Clinic consultation

A closed abortion clinic is still working to serve the community

Abortions stopped at Reproductive Health Services, a Montgomery clinic that was one of only three in the state offering abortions. But the work continues.

Abortions stopped on June 24, when the U.S. Supreme Court overturned Roe v. Wade, laying the groundwork for states to decide what restrictions will be placed on abortion. Alabama Attorney General Steve Marshall that day ordered clinics to stop offering abortions.

In 2019, Alabama lawmakers passed one of the most restrictive abortion laws in the country, allowing the procedure to be performed only if the mother’s life is threatened.

Related News:The Roe v. Supreme Court Wade Ends Legal Abortion Services in Alabama

“The federal district court and plaintiffs agreed that there was no reason to keep the law duly enacted in light of the United States Supreme Court’s decision in Dobbs v. Jackson Women’s Health Organization. “, Marshall said that day. “Thus, Alabama’s Legislative Elective Abortions, a felony, is now enforceable. Anyone who takes the life of a child in violation of the law will be prosecuted, with penalties ranging from 10 to 99 years for abortion providers. »

Reproductive Health Services Building on South Perry Street in Montgomery, Ala., Friday, June 24, 2022.

No more news:New technology: 360-degree body cameras could be the future of law enforcement

The Montgomery clinic performed abortions one day a week since the doctors who worked there came from out of state, said Mia Raven, media liaison for the clinic. Raven is also the executive director of POWER (People Organizing for Women’s Empowerment and Rights) House, which operated in conjunction with the clinic.

“We still have people in cars,” she said. “We tell them where abortions are legal. We have to be very careful what we say, under Alabama law; we’re in uncharted territory.

Mia Raven of the Alabama Reproductive Rights Advocates uses her phone to take pictures during a public hearing on HB 56, "Protection of Religious Freedom in Marriage Act"held in 2015 before the Health and Human Services Subcommittee at the Alabama State House in Montgomery.

“We don’t want to be accused of aiding and abetting abortion. So we can’t give directions to abortion clinics in other states; we can’t offer money for travel.”

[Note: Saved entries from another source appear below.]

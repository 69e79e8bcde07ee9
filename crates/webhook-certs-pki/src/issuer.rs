//! Certificate issuance
//!
//! Mints a self-signed CA and leaf (server) certificates signed by that CA.
//!
//! Every certificate gets a fresh random 128-bit serial number, so
//! independently created CAs and leaves never collide on `(issuer, serial)`.

use rand::RngCore;
use rcgen::{
    string::Ia5String, BasicConstraints, CertificateParams, DistinguishedName, DnType, DnValue,
    ExtendedKeyUsagePurpose, IsCa, Issuer, KeyUsagePurpose, SanType, SerialNumber,
};
use tracing::debug;

use crate::artifacts::{KeyAlgorithm, KeyPairArtifacts, ValidityWindow};
use crate::error::{PkiError, Result};

/// Issue a new self-signed certificate authority
///
/// The CA's subject common name and its only DNS SAN are both `common_name`;
/// `organization` is added to the subject when non-empty.
pub fn issue_ca(
    window: &ValidityWindow,
    common_name: &str,
    organization: &str,
    algorithm: KeyAlgorithm,
) -> Result<KeyPairArtifacts> {
    let mut params = CertificateParams::default();

    let mut dn = DistinguishedName::new();
    dn.push(
        DnType::CommonName,
        DnValue::Utf8String(common_name.to_string()),
    );
    if !organization.is_empty() {
        dn.push(
            DnType::OrganizationName,
            DnValue::Utf8String(organization.to_string()),
        );
    }
    params.distinguished_name = dn;
    params.subject_alt_names = vec![dns_san(common_name)?];

    // CA settings
    params.is_ca = IsCa::Ca(BasicConstraints::Unconstrained);
    params.key_usages = vec![
        KeyUsagePurpose::DigitalSignature,
        KeyUsagePurpose::KeyEncipherment,
        KeyUsagePurpose::KeyCertSign,
    ];

    params.not_before = window.not_before;
    params.not_after = window.not_after;
    params.serial_number = Some(random_serial());

    let key = algorithm.generate()?;
    let cert = params
        .self_signed(&key)
        .map_err(|e| PkiError::generation(format!("failed to create CA cert: {}", e)))?;

    debug!(common_name = %common_name, "issued CA certificate");
    Ok(KeyPairArtifacts::from_parts(cert.der().to_vec(), key))
}

/// Issue a leaf (server) certificate for `hostname` signed by `ca`
///
/// The leaf's subject common name and its only DNS SAN are `hostname`.
pub fn issue_leaf(
    ca: &KeyPairArtifacts,
    window: &ValidityWindow,
    hostname: &str,
    algorithm: KeyAlgorithm,
) -> Result<KeyPairArtifacts> {
    let mut params = CertificateParams::default();

    let mut dn = DistinguishedName::new();
    dn.push(DnType::CommonName, DnValue::Utf8String(hostname.to_string()));
    params.distinguished_name = dn;
    params.subject_alt_names = vec![dns_san(hostname)?];

    // Not a CA
    params.is_ca = IsCa::ExplicitNoCa;
    params.key_usages = vec![
        KeyUsagePurpose::DigitalSignature,
        KeyUsagePurpose::KeyEncipherment,
    ];
    params.extended_key_usages = vec![ExtendedKeyUsagePurpose::ServerAuth];

    params.not_before = window.not_before;
    params.not_after = window.not_after;
    params.serial_number = Some(random_serial());

    let key = algorithm.generate()?;

    let issuer = Issuer::from_ca_cert_pem(ca.cert_pem(), ca.key())
        .map_err(|e| PkiError::malformed(format!("failed to create issuer: {}", e)))?;

    let cert = params
        .signed_by(&key, &issuer)
        .map_err(|e| PkiError::generation(format!("failed to sign leaf cert: {}", e)))?;

    debug!(hostname = %hostname, "issued leaf certificate");
    Ok(KeyPairArtifacts::from_parts(cert.der().to_vec(), key))
}

fn dns_san(name: &str) -> Result<SanType> {
    Ia5String::try_from(name.to_string())
        .map(SanType::DnsName)
        .map_err(|e| PkiError::generation(format!("invalid DNS name '{}': {}", name, e)))
}

/// Positive, non-zero 128-bit serial
fn random_serial() -> SerialNumber {
    let mut bytes = [0u8; 16];
    rand::thread_rng().fill_bytes(&mut bytes);
    bytes[0] = (bytes[0] & 0x7f) | 0x40;
    SerialNumber::from_slice(&bytes)
}
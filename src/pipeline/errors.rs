//! # Pipeline Errors
//!
//! Error types for pipeline construction, cursor resolution, and step
//! execution.

use thiserror::Error;

/// Result type for pipeline construction and cursor resolution
pub type PipelineResult<T> = Result<T, PipelineError>;

/// Errors from building a pipeline or resolving a resume cursor
#[derive(Debug, Error)]
pub enum PipelineError {
    /// Step names are resume-cursor tokens and must be unique
    #[error("Duplicate step name in pipeline: {0}")]
    DuplicateStepName(String),

    /// A step was registered with an empty name
    #[error("Step name must not be empty")]
    EmptyStepName,

    /// The persisted cursor names a step this pipeline no longer has.
    /// Fatal and operator-visible; the executor never silently restarts
    /// from step 0.
    #[error("Resume cursor {cursor:?} names no step in the current pipeline")]
    CursorInvalid { cursor: String },
}

/// Failure returned by an executing step.
///
/// Modules reduce their own error types to a message here; the executor
/// persists it on the instance for pollers.
#[derive(Debug, Error)]
#[error("{message}")]
pub struct StepError {
    message: String,
}

impl StepError {
    pub fn new(message: impl Into<String>) -> Self {
        Self {
            message: message.into(),
        }
    }

    pub fn message(&self) -> &str {
        &self.message
    }
}

impl From<String> for StepError {
    fn from(message: String) -> Self {
        Self::new(message)
    }
}

impl From<&str> for StepError {
    fn from(message: &str) -> Self {
        Self::new(message)
    }
}

/// Result type for step execution
pub type StepResult<T> = Result<T, StepError>;
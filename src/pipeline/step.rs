//! Steps and their execution context

use std::future::Future;
use std::pin::Pin;
use std::sync::Arc;

use serde_json::Value;

use crate::model::{DetailMap, InstanceSnapshot};

use super::errors::StepResult;

/// Read-only view a step executes against.
///
/// The parent snapshot is resolved by the executor before any step runs
/// and is only present for hierarchical services.
#[derive(Debug, Clone)]
pub struct StepContext {
    pub instance: InstanceSnapshot,
    pub parent: Option<InstanceSnapshot>,
}

/// Detail deltas returned by a successful step, merged into the instance
/// record before the next step runs.
#[derive(Debug, Clone, Default)]
pub struct StepOutput {
    pub details: DetailMap,
    pub secure_details: DetailMap,
}

impl StepOutput {
    pub fn new() -> Self {
        Self::default()
    }

    pub fn with_detail(mut self, key: impl Into<String>, value: Value) -> Self {
        self.details.insert(key.into(), value);
        self
    }

    pub fn with_secure_detail(mut self, key: impl Into<String>, value: Value) -> Self {
        self.secure_details.insert(key.into(), value);
        self
    }
}

/// Boxed future returned by a step invocation.
pub type StepFuture = Pin<Box<dyn Future<Output = StepResult<StepOutput>> + Send>>;

type StepFn = Arc<dyn Fn(StepContext) -> StepFuture + Send + Sync>;

/// A named, idempotent unit of pipeline work.
///
/// The name doubles as the resume-cursor token, so a step re-run after a
/// crash must tolerate its own side effects already existing
/// ("create if not exists").
#[derive(Clone)]
pub struct Step {
    name: String,
    run: StepFn,
}

impl Step {
    /// Wrap an async function as a named step.
    pub fn new<F, Fut>(name: impl Into<String>, f: F) -> Self
    where
        F: Fn(StepContext) -> Fut + Send + Sync + 'static,
        Fut: Future<Output = StepResult<StepOutput>> + Send + 'static,
    {
        Self {
            name: name.into(),
            run: Arc::new(move |ctx| Box::pin(f(ctx))),
        }
    }

    /// A step that records nothing and always succeeds. Useful for
    /// pipeline positions whose work is conditional and not applicable.
    pub fn noop(name: impl Into<String>) -> Self {
        Self::new(name, |_ctx| async { Ok(StepOutput::new()) })
    }

    pub fn name(&self) -> &str {
        &self.name
    }

    /// Invoke the step against a snapshot.
    pub fn run(&self, ctx: StepContext) -> StepFuture {
        (self.run)(ctx)
    }
}

impl std::fmt::Debug for Step {
    fn fmt(&self, f: &mut std::fmt::Formatter<'_>) -> std::fmt::Result {
        f.debug_struct("Step").field("name", &self.name).finish()
    }
}

#[cfg(test)]
mod tests {
    use super::*;
    use crate::model::{InstanceRecord, ParamMap};
    use crate::pipeline::StepError;
    use serde_json::json;

    fn ctx() -> StepContext {
        StepContext {
            instance: InstanceRecord::new("inst-1", "svc-1", "plan-a", ParamMap::new()).snapshot(),
            parent: None,
        }
    }

    #[tokio::test]
    async fn test_step_returns_output() {
        let step = Step::new("record-endpoint", |ctx: StepContext| async move {
            Ok(StepOutput::new()
                .with_detail("endpoint", json!(format!("https://{}.example", ctx.instance.instance_id))))
        });
        let out = step.run(ctx()).await.unwrap();
        assert_eq!(out.details["endpoint"], json!("https://inst-1.example"));
    }

    #[tokio::test]
    async fn test_step_propagates_failure() {
        let step = Step::new("always-fails", |_ctx| async { Err(StepError::new("boom")) });
        let err = step.run(ctx()).await.unwrap_err();
        assert_eq!(err.message(), "boom");
    }

    #[tokio::test]
    async fn test_noop_step() {
        let out = Step::noop("skip").run(ctx()).await.unwrap();
        assert!(out.details.is_empty());
        assert!(out.secure_details.is_empty());
    }
}
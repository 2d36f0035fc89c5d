//! Persisted data model for the broker
//!
//! One record per provisioned instance, one per binding. Records carry a
//! generic details map plus a segregated secure-details map; the typed view
//! of those maps belongs to the owning module (see `codec`).

mod binding;
mod instance;
mod operation;

pub use binding::BindingRecord;
pub use instance::{InstanceRecord, InstanceSnapshot};
pub use operation::{OperationStatus, OperationType};

use std::collections::BTreeMap;

use serde_json::Value;

/// Generic persisted representation of module-defined state.
///
/// Ordered so that persisted output is deterministic.
pub type DetailMap = BTreeMap<String, Value>;

/// Free-form request parameters as supplied by the client.
pub type ParamMap = serde_json::Map<String, Value>;
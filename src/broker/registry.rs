//! Module registry
//!
//! Lookup table keyed by service ID mapping to one concrete module per
//! resource kind. Dynamic dispatch over `Arc<dyn ServiceModule>`; no
//! hierarchy.

use std::collections::HashMap;
use std::sync::Arc;

use super::errors::{BrokerError, BrokerResult};
use super::module::ServiceModule;

/// Registry of all modules this broker instance can serve.
#[derive(Default)]
pub struct ModuleRegistry {
    modules: HashMap<String, Arc<dyn ServiceModule>>,
}

impl ModuleRegistry {
    pub fn new() -> Self {
        Self::default()
    }

    /// Register a module under its own service ID.
    pub fn register(&mut self, module: Arc<dyn ServiceModule>) -> BrokerResult<()> {
        let service_id = module.service_id().to_string();
        if self.modules.contains_key(&service_id) {
            return Err(BrokerError::DuplicateService(service_id));
        }
        self.modules.insert(service_id, module);
        Ok(())
    }

    /// Resolve the module for a service ID.
    pub fn get(&self, service_id: &str) -> BrokerResult<Arc<dyn ServiceModule>> {
        self.modules
            .get(service_id)
            .cloned()
            .ok_or_else(|| BrokerError::UnknownService(service_id.to_string()))
    }

    pub fn service_ids(&self) -> Vec<String> {
        let mut ids: Vec<String> = self.modules.keys().cloned().collect();
        ids.sort();
        ids
    }

    pub fn len(&self) -> usize {
        self.modules.len()
    }

    pub fn is_empty(&self) -> bool {
        self.modules.is_empty()
    }
}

The clinic has received legal advice from “several” attorneys about what information it may provide in violation of the law, Raven said. Previous laws banning abortions in the state had language prohibiting aiding and abetting the procedure.

“We’re just trying to be safe until [attorney general] Marshall makes his decision on what complicity is,” she said.

No more news:Alabama attorney general uses Dobbs ruling to defend ban on transgender medicine

The clinic had five full-time employees and eight part-time employees.

POWER House is still in business, offering free pregnancy tests, Plan B emergency contraceptives, condoms, and other health-related items.

“We’re still here, doing what we can,” Raven said. “We always want to serve.”

Abortions likely won’t be offered at the clinic under Alabama’s 2019 law.

“We are not a hospital setting,” she said. “We do not meet the requirements of Alabama law.”

Raven said the only way for abortion services to return to Alabama, as they were allowed before the June 24 ruling, would be through the passage of a federal law protecting the procedure nationwide. And that, she says, is a long shot.

“Unless the midterm elections give us a massive, unexpected gift, I don’t know how that will happen,” she said of the upcoming general election in November. “Southern states will never support a federal law, because the districts have been gerrymanders to a point where it’s almost impossible.”